En un fútbol dominado por monitores, auriculares y revisiones interminables, Kylian Mbappé vivió una de esas escenas que rompen cualquier rutina mental antes de un penalti. Aun así, no buscó coartadas. Señaló a los árbitros, sí, pero se señaló primero a sí mismo.
“Yo no tiré bien”, reconoció el delantero, en declaraciones recogidas por RMC Sport. Ni contexto, ni polémica, ni VAR: el capitán asumió el fallo antes de entrar en el laberinto de lo que ocurrió alrededor de la pena máxima.
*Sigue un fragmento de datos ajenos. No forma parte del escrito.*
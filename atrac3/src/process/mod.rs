//! Frame decoding.
//!
//! Provides the [`Decoder`](decode::Decoder) that turns fixed-size
//! compressed frames into [`DecodedFrame`](decode::DecodedFrame) blocks of
//! fixed-point PCM.

pub mod decode;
Porque la secuencia fue un caos.
Mbappé se preparaba para lanzar cuando todo empezó a torcerse. “El árbitro me dice que hay penalti. Entonces le pregunto si la revisión del VAR ha terminado y me dice que sí”, explicó. A partir de ahí, el ritual habitual: Ousmane Dembélé se acerca, le entrega el balón, el ‘7’ se aísla, fija la mirada, entra en su burbuja.
Y de repente, todo salta por los aires.
“Pasamos a Ousmane, que me da el balón. Luego viene a verme, cuando ya estoy concentrado, para decirme que no hay penalti”, relató Mbappé. El delantero queda en tierra de nadie: ni lanzamiento, ni reanudación clara. Solo dudas.
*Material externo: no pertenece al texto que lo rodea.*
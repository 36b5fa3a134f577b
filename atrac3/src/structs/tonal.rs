//! Sparse tonal component overlay.
//!
//! Narrow spectral features are coded separately from the subband spectrum
//! and merged back additively before the inverse transform.

use anyhow::{Result, bail};

use crate::data::{self, MAX_TONAL_COMPONENTS, SAMPLES_PER_CHANNEL};
use crate::structs::spectrum::{MantissaCoding, SF_SHIFT, read_mantissas, subband_scale};
use crate::utils::bitstream_io::BsIoSliceReader;
use crate::utils::errors::FrameError;

/// One tonal component: a short run of coefficients at a spectral position.
#[derive(Debug, Clone, Copy, Default)]
pub struct TonalComponent {
    pub position: usize,
    pub num_coefs: usize,
    pub coef: [i32; 8],
}

/// Reads the tonal overlay for one sound unit.
///
/// Returns the number of components stored, or fails the frame on an
/// invalid coding-mode selector, an invalid quantization step, or a
/// component total past the storage bound.
pub fn read_tonal_components(
    reader: &mut BsIoSliceReader,
    components: &mut [TonalComponent; MAX_TONAL_COMPONENTS],
    bands_coded: usize,
) -> Result<usize> {
    let declared = reader.get_n::<u32>(5)? as usize;
    if declared == 0 {
        return Ok(0);
    }

    let tables = data::codec_tables();

    let mode_selector = reader.get_n::<u32>(2)?;
    if mode_selector == 2 {
        bail!(FrameError::InvalidTonalCodingMode);
    }
    let mut coding = MantissaCoding::from_flag(mode_selector & 1 != 0);

    let mut count = 0;
    for _ in 0..declared {
        let mut band_active = [false; 4];
        for flag in band_active.iter_mut().take(bands_coded + 1) {
            *flag = reader.get()?;
        }

        let coefs_per_component = reader.get_n::<u32>(3)? as usize;

        let quant_step = reader.get_n::<u32>(3)? as usize;
        if quant_step <= 1 {
            bail!(FrameError::InvalidToneQuantStep(quant_step));
        }

        if mode_selector == 3 {
            coding = MantissaCoding::from_flag(reader.get()?);
        }

        for quarter in 0..(bands_coded + 1) * 4 {
            if !band_active[quarter >> 2] {
                continue;
            }

            let here = reader.get_n::<u32>(3)? as usize;
            if count + here > MAX_TONAL_COMPONENTS {
                bail!(FrameError::TooManyTonalComponents(count + here));
            }

            for _ in 0..here {
                let sf_index = reader.get_n::<u32>(6)? as usize;

                let component = &mut components[count];
                component.position = quarter * 64 + reader.get_n::<u32>(6)? as usize;
                component.num_coefs =
                    (coefs_per_component + 1).min(SAMPLES_PER_CHANNEL - component.position);

                let scale = subband_scale(tables, sf_index, quant_step);

                let mut mantissas = [0i32; 8];
                read_mantissas(
                    reader,
                    tables,
                    &mut mantissas[..component.num_coefs],
                    quant_step,
                    coding,
                )?;

                for (coef, &mantissa) in component.coef.iter_mut().zip(&mantissas) {
                    *coef = ((mantissa as i64 * scale.0 as i64) >> SF_SHIFT) as i32;
                }

                count += 1;
            }
        }
    }

    Ok(count)
}

/// Merges the tonal overlay into the regular spectrum.
///
/// Returns the last spectral line a component touched, or -1 when the
/// overlay is empty.
pub fn add_tonal_components(spectrum: &mut [i32; 1024], components: &[TonalComponent]) -> i32 {
    let mut last = -1i32;

    for component in components {
        last = last.max((component.position + component.num_coefs) as i32);

        let lines = &mut spectrum[component.position..];
        for (line, &coef) in lines.iter_mut().zip(&component.coef[..component.num_coefs]) {
            *line += coef;
        }
    }

    last
}

#[cfg(test)]
mod tests {
    use super::*;
    use anyhow::Result;

    fn pack(fields: &[(u64, u32)]) -> Vec<u8> {
        let mut bits: u128 = 0;
        let mut len = 0u32;
        for &(value, width) in fields {
            bits = (bits << width) | value as u128;
            len += width;
        }
        bits <<= 128 - len;
        bits.to_be_bytes()[..len.div_ceil(8) as usize].to_vec()
    }

    #[test]
    fn no_components() -> Result<()> {
        let unit = pack(&[(0, 5)]);
        let mut components = [TonalComponent::default(); MAX_TONAL_COMPONENTS];
        let mut reader = BsIoSliceReader::from_slice(&unit);

        assert_eq!(
            read_tonal_components(&mut reader, &mut components, 0)?,
            0
        );

        Ok(())
    }

    #[test]
    fn coding_mode_two_fails_the_frame() {
        let unit = pack(&[(1, 5), (2, 2)]);
        let mut components = [TonalComponent::default(); MAX_TONAL_COMPONENTS];
        let mut reader = BsIoSliceReader::from_slice(&unit);

        let err = read_tonal_components(&mut reader, &mut components, 0).unwrap_err();
        assert!(matches!(
            err.downcast_ref::<FrameError>(),
            Some(FrameError::InvalidTonalCodingMode)
        ));
    }

    #[test]
    fn low_quant_step_fails_the_frame() {
        for step in [0u64, 1] {
            // one component, VLC mode, band 0 active, 1 coefficient
            let unit = pack(&[(1, 5), (0, 2), (1, 1), (0, 3), (step, 3)]);
            let mut components = [TonalComponent::default(); MAX_TONAL_COMPONENTS];
            let mut reader = BsIoSliceReader::from_slice(&unit);

            let err = read_tonal_components(&mut reader, &mut components, 0).unwrap_err();
            assert!(matches!(
                err.downcast_ref::<FrameError>(),
                Some(FrameError::InvalidToneQuantStep(_))
            ));
        }
    }

    #[test]
    fn merge_reports_last_line() {
        let mut spectrum = [0i32; 1024];
        let components = [
            TonalComponent {
                position: 100,
                num_coefs: 3,
                coef: [5, -5, 5, 0, 0, 0, 0, 0],
            },
            TonalComponent {
                position: 1020,
                num_coefs: 4,
                coef: [1, 1, 1, 1, 0, 0, 0, 0],
            },
        ];

        assert_eq!(add_tonal_components(&mut spectrum, &components), 1024);
        assert_eq!(&spectrum[100..103], &[5, -5, 5]);
        assert_eq!(&spectrum[1020..], &[1, 1, 1, 1]);
    }
}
La escena se enreda todavía más. “No sé, cojo el balón, lo vuelvo a poner pensando que hay penalti, y me dice: ‘No, espera, hay una acción dos minutos antes que hay que revisar’”. El tiempo se estira, el foco se rompe, la mente del ejecutor se llena de ruido. Todo lo que un especialista desde los once metros intenta evitar.
Mbappé, sin embargo, no se escondió detrás del desorden arbitral. Aceptó el impacto psicológico, pero no lo utilizó como escudo. “Es así, me dejé distraer”, admitió. Un reconocimiento poco habitual en una élite acostumbrada a descargar la responsabilidad en el entorno.
El francés, que ha vivido ya todo tipo de escenarios de presión, dejó claro que este episodio abre un nuevo capítulo en la preparación mental del futbolista moderno: “He pasado por muchos escenarios sobre cómo concentrarme en un penalti, pero todavía no había considerado este en particular”.
La frase resume bien el nuevo ecosistema competitivo. El lanzador ya no solo debe gestionar al portero, al estadio y al marcador. Ahora también convive con algo más imprevisible: la tecnología y sus tiempos. “Es un escenario que vamos a tener que tener en cuenta, porque el árbitro puede decirte que hay penalti y, dos minutos más tarde, decirte que no lo hay”, subrayó.
Ni siquiera Mbappé sabe cuánto duró exactamente aquella espera. “No sé cuánto tiempo pasó”, reconoció. Lo que sí tiene claro es el diagnóstico: “Forma parte del nuevo fútbol. Es el nuevo fútbol con el VAR, hay que adaptarse”.
Ese es el mensaje de fondo. El VAR no va a desaparecer. Los parones, las rectificaciones, los vaivenes emocionales forman ya parte del paisaje. La diferencia, a partir de ahora, la marcará quién sea capaz de mantener la mente fría mientras el juego se detiene y el estadio aguanta la respiración. Mbappé ya ha vivido la versión más enrevesada de ese guion. La próxima vez, lo sabe, no podrá permitirse distraerse.